The day Dad faced (and caught) Roy Gilchrist

Posted by
2 minute read

We sent Special Correspondent Dad some footage of Roy Gilchrist this week because we knew he’d played against him once.

If you don’t know Gilchrist, he was summed up in his Guardian obituary as a, “West Indian fast bowler whose temper was even quicker and more fiery than the speed and hostility for which he was rightly feared during his short career.”

Gilchrist’s Test career ended in India after he bowled a heap of beamers in a tour game. The allegation that he pulled a knife on captain Gerry Alexander during that tour may also have played a part in him being sent home.

Gilchrist retained a reputation for deliberately bowling beamers and 18-yard no-balls when he was playing club cricket in the North-West.
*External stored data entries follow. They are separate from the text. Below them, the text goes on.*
//! Task API endpoints
//!
//! RESTful API for task CRUD operations, filtering and search.

use axum::{
    extract::{
        rejection::{JsonRejection, PathRejection, QueryRejection},
        Path, Query, State,
    },
    http::StatusCode,
    routing::{get, patch},
    Json, Router,
};
use serde::{Deserialize, Serialize};
use tracing::error;

use tasktrack_core::task::{
    validate_new_task, validate_patch, FieldError, NewTask, Task, TaskId, TaskPatch, TaskStatus,
};
use tasktrack_core::Error;

use crate::state::AppState;

// ============================================================================
// Request/Response types
// ============================================================================

#[derive(Debug, Deserialize)]
pub struct CreateTaskRequest {
    pub title: String,
    #[serde(default)]
    pub description: Option<String>,
    #[serde(default)]
    pub status: Option<TaskStatus>,
    #[serde(default)]
    pub favorite: Option<bool>,
}

impl From<CreateTaskRequest> for NewTask {
    fn from(req: CreateTaskRequest) -> Self {
        Self {
            title: req.title,
            description: req.description,
            status: req.status,
            favorite: req.favorite.unwrap_or(false),
        }
    }
}

/// Partial update; omitted and null fields are left unchanged
#[derive(Debug, Default, Deserialize)]
pub struct UpdateTaskRequest {
    #[serde(default)]
    pub title: Option<String>,
    #[serde(default)]
    pub description: Option<String>,
    #[serde(default)]
    pub status: Option<TaskStatus>,
    #[serde(default)]
    pub favorite: Option<bool>,
}

impl From<UpdateTaskRequest> for TaskPatch {
    fn from(req: UpdateTaskRequest) -> Self {
        Self {
            title: req.title,
            description: req.description,
            status: req.status,
            favorite: req.favorite,
        }
    }
}

#[derive(Debug, Deserialize)]
pub struct SearchQuery {
    pub title: String,
}

#[derive(Debug, Serialize)]
pub struct TaskResponse {
    pub id: Option<TaskId>,
    pub title: String,
    pub description: Option<String>,
    pub status: TaskStatus,
    pub favorite: bool,
}

impl From<Task> for TaskResponse {
    fn from(task: Task) -> Self {
        Self {
            id: task.id,
            title: task.title,
            description: task.description,
            status: task.status,
            favorite: task.favorite,
        }
    }
}

#[derive(Debug, Serialize)]
pub struct ErrorResponse {
    pub error: String,
    #[serde(skip_serializing_if = "Vec::is_empty")]
    pub details: Vec<FieldError>,
}

type ApiError = (StatusCode, Json<ErrorResponse>);
type ApiResult<T> = Result<T, ApiError>;

fn error_response(status: StatusCode, message: impl Into<String>) -> ApiError {
    (
        status,
        Json(ErrorResponse {
            error: message.into(),
            details: Vec::new(),
        }),
    )
}

fn not_found(id: TaskId) -> ApiError {
    error_response(StatusCode::NOT_FOUND, format!("Task {} not found", id))
}

/// Map a core error to a response; store failures are logged, not exposed
fn service_error(err: Error) -> ApiError {
    match err {
        Error::Validation(validation) => (
            StatusCode::BAD_REQUEST,
            Json(ErrorResponse {
                error: "Validation failed".to_string(),
                details: validation.errors,
            }),
        ),
        Error::TaskNotFound(id) => not_found(id),
        e if e.is_client_error() => error_response(StatusCode::BAD_REQUEST, e.to_string()),
        e => {
            error!(error = %e, "Task store failure");
            error_response(StatusCode::INTERNAL_SERVER_ERROR, "Internal server error")
        }
    }
}

fn task_id(path: Result<Path<TaskId>, PathRejection>) -> ApiResult<TaskId> {
    path.map(|Path(id)| id)
        .map_err(|rejection| error_response(StatusCode::BAD_REQUEST, rejection.body_text()))
}

fn json_body<T>(payload: Result<Json<T>, JsonRejection>) -> ApiResult<T> {
    payload
        .map(|Json(body)| body)
        .map_err(|rejection| error_response(StatusCode::BAD_REQUEST, rejection.body_text()))
}

fn task_list(tasks: Vec<Task>) -> Json<Vec<TaskResponse>> {
    Json(tasks.into_iter().map(TaskResponse::from).collect())
}

// ============================================================================
// Handlers
// ============================================================================

/// GET /api/tasks - List all tasks
async fn list_tasks(State(state): State<AppState>) -> ApiResult<Json<Vec<TaskResponse>>> {
    let tasks = state.task_service().list().await.map_err(service_error)?;
    Ok(task_list(tasks))
}

/// GET /api/tasks/{id} - Get a single task
async fn get_task(
    State(state): State<AppState>,
    path: Result<Path<TaskId>, PathRejection>,
) -> ApiResult<Json<TaskResponse>> {
    let id = task_id(path)?;
    let task = state.task_service().get(id).await.map_err(service_error)?;

    match task {
        Some(t) => Ok(Json(TaskResponse::from(t))),
        None => Err(not_found(id)),
    }
}

/// GET /api/tasks/status/{status} - List tasks with the given status
async fn list_tasks_by_status(
    State(state): State<AppState>,
    Path(status): Path<String>,
) -> ApiResult<Json<Vec<TaskResponse>>> {
    let status = status.parse::<TaskStatus>().map_err(service_error)?;
    let tasks = state
        .task_service()
        .list_by_status(status)
        .await
        .map_err(service_error)?;
    Ok(task_list(tasks))
}

/// GET /api/tasks/search?title= - Case-insensitive title search
async fn search_tasks(
    State(state): State<AppState>,
    query: Result<Query<SearchQuery>, QueryRejection>,
) -> ApiResult<Json<Vec<TaskResponse>>> {
    let Query(query) = query
        .map_err(|rejection| error_response(StatusCode::BAD_REQUEST, rejection.body_text()))?;
    let tasks = state
        .task_service()
        .search(&query.title)
        .await
        .map_err(service_error)?;
    Ok(task_list(tasks))
}

/// GET /api/tasks/favorites - List favorite tasks
async fn list_favorite_tasks(
    State(state): State<AppState>,
) -> ApiResult<Json<Vec<TaskResponse>>> {
    let tasks = state
        .task_service()
        .list_favorites()
        .await
        .map_err(service_error)?;
    Ok(task_list(tasks))
}

/// POST /api/tasks - Create a new task
async fn create_task(
    State(state): State<AppState>,
    payload: Result<Json<CreateTaskRequest>, JsonRejection>,
) -> ApiResult<(StatusCode, Json<TaskResponse>)> {
    let candidate = NewTask::from(json_body(payload)?);
    validate_new_task(&candidate).map_err(|e| service_error(e.into()))?;

    let created = state
        .task_service()
        .create(candidate)
        .await
        .map_err(service_error)?;

    Ok((StatusCode::CREATED, Json(TaskResponse::from(created))))
}

/// PUT /api/tasks/{id} - Merge the provided fields into a task
async fn update_task(
    State(state): State<AppState>,
    path: Result<Path<TaskId>, PathRejection>,
    payload: Result<Json<UpdateTaskRequest>, JsonRejection>,
) -> ApiResult<Json<TaskResponse>> {
    let id = task_id(path)?;
    let patch = TaskPatch::from(json_body(payload)?);
    validate_patch(&patch).map_err(|e| service_error(e.into()))?;

    let updated = state
        .task_service()
        .update(id, patch)
        .await
        .map_err(service_error)?;

    match updated {
        Some(t) => Ok(Json(TaskResponse::from(t))),
        None => Err(not_found(id)),
    }
}

/// PATCH /api/tasks/{id}/favorite - Flip the favorite flag
async fn toggle_favorite(
    State(state): State<AppState>,
    path: Result<Path<TaskId>, PathRejection>,
) -> ApiResult<Json<TaskResponse>> {
    let id = task_id(path)?;
    let toggled = state
        .task_service()
        .toggle_favorite(id)
        .await
        .map_err(service_error)?;

    match toggled {
        Some(t) => Ok(Json(TaskResponse::from(t))),
        None => Err(not_found(id)),
    }
}

/// DELETE /api/tasks/{id} - Delete a task
async fn delete_task(
    State(state): State<AppState>,
    path: Result<Path<TaskId>, PathRejection>,
) -> ApiResult<StatusCode> {
    let id = task_id(path)?;
    let deleted = state
        .task_service()
        .delete(id)
        .await
        .map_err(service_error)?;

    if deleted {
        Ok(StatusCode::NO_CONTENT)
    } else {
        Err(not_found(id))
    }
}

// ============================================================================
// Router
// ============================================================================

pub fn router() -> Router<AppState> {
    Router::new()
        .route("/api/tasks", get(list_tasks).post(create_task))
        .route("/api/tasks/favorites", get(list_favorite_tasks))
        .route("/api/tasks/search", get(search_tasks))
        .route("/api/tasks/status/{status}", get(list_tasks_by_status))
        .route(
            "/api/tasks/{id}",
            get(get_task).put(update_task).delete(delete_task),
        )
        .route("/api/tasks/{id}/favorite", patch(toggle_favorite))
}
He’s said to have once hit an opponent in the head with a stump as well.

Dad said that Gilchrist liked to have a few pints before each match and had once explained that this was, “to work up a hate for the batsman.”

It’s questionable whether this was entirely necessary as it seems fair to say that anger management wasn’t a strong point. In 1967 Gilchrist was sentenced to three months’ probation for attacking his wife Novlyn during an argument.

All of this no doubt contributes to his reputation as a rapid and fearsome fast bowler. There’s a possibly apocryphal story that he once hit a sight screen after a single bounce on the pitch.

Gilchrist could certainly put his pace to productive cricket use too though – 57 Test wickets at 26.68 is a pretty tidy return, particularly when you consider that 47 of them came in India and Pakistan.

Here’s the footage we sent Special Correspondent Dad.

We know it’s slow motion, but that arm seems to come through pretty quickly, doesn’t it?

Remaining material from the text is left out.